TASK TO CARRY OUT
All lines up to and including the one that contains "pub struct ConnectionConfig" are to be transcribed exactly, starting from the first line of the records.

-------------------------

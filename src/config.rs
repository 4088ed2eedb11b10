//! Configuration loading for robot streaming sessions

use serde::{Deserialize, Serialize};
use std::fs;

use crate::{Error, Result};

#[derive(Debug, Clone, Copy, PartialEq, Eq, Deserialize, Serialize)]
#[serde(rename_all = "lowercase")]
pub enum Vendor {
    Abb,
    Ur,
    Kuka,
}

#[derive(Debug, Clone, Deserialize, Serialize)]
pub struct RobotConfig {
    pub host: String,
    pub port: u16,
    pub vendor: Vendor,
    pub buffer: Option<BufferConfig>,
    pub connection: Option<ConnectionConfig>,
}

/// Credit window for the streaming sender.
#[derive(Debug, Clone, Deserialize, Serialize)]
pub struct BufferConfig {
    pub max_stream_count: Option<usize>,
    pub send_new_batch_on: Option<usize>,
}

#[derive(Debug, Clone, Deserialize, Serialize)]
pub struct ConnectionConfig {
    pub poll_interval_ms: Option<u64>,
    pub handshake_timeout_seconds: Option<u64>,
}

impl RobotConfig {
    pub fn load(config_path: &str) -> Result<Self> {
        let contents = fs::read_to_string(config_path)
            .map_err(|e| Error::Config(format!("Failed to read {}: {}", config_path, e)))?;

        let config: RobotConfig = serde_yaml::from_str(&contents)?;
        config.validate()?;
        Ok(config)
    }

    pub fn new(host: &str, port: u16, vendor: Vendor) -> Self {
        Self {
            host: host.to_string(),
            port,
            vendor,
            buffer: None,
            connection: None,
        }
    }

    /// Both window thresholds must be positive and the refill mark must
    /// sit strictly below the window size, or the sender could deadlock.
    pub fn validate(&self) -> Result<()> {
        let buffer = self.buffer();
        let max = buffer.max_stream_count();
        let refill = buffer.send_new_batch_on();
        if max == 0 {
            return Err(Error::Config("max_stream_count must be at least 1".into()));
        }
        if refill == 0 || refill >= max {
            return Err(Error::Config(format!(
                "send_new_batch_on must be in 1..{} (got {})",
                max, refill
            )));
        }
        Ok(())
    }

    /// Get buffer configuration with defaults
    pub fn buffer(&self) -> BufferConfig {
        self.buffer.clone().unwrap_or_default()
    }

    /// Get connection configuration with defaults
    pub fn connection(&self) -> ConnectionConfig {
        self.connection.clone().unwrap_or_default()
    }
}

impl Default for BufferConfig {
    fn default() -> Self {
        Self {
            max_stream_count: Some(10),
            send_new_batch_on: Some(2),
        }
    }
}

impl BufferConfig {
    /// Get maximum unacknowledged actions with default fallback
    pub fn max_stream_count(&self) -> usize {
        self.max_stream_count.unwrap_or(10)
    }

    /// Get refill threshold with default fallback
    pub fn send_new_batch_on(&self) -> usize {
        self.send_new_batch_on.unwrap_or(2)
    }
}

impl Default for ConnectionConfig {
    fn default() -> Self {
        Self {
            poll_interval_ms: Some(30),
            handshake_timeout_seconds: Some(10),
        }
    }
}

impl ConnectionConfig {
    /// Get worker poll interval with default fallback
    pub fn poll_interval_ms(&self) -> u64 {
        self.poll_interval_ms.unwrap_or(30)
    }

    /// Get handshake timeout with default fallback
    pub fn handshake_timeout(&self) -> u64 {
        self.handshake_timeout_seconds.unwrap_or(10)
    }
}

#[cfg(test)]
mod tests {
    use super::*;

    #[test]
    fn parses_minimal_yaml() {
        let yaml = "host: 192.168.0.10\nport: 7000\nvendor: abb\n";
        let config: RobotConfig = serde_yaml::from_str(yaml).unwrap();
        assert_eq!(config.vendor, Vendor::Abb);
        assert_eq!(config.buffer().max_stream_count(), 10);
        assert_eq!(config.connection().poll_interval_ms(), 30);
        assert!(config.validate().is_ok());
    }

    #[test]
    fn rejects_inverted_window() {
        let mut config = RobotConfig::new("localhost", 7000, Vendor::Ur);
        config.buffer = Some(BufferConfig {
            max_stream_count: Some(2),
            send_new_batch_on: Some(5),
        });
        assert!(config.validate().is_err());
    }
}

-------------------------

SOLUTION FOR THIS TASK
filename src/config.rs
repository 4088ed2eedb11b10
//! Configuration loading for robot streaming sessions

use serde::{Deserialize, Serialize};
use std::fs;

use crate::{Error, Result};

#[derive(Debug, Clone, Copy, PartialEq, Eq, Deserialize, Serialize)]
#[serde(rename_all = "lowercase")]
pub enum Vendor {
    Abb,
    Ur,
    Kuka,
}

#[derive(Debug, Clone, Deserialize, Serialize)]
pub struct RobotConfig {
    pub host: String,
    pub port: u16,
    pub vendor: Vendor,
    pub buffer: Option<BufferConfig>,
    pub connection: Option<ConnectionConfig>,
}

/// Credit window for the streaming sender.
#[derive(Debug, Clone, Deserialize, Serialize)]
pub struct BufferConfig {
    pub max_stream_count: Option<usize>,
    pub send_new_batch_on: Option<usize>,
}

#[derive(Debug, Clone, Deserialize, Serialize)]
pub struct ConnectionConfig {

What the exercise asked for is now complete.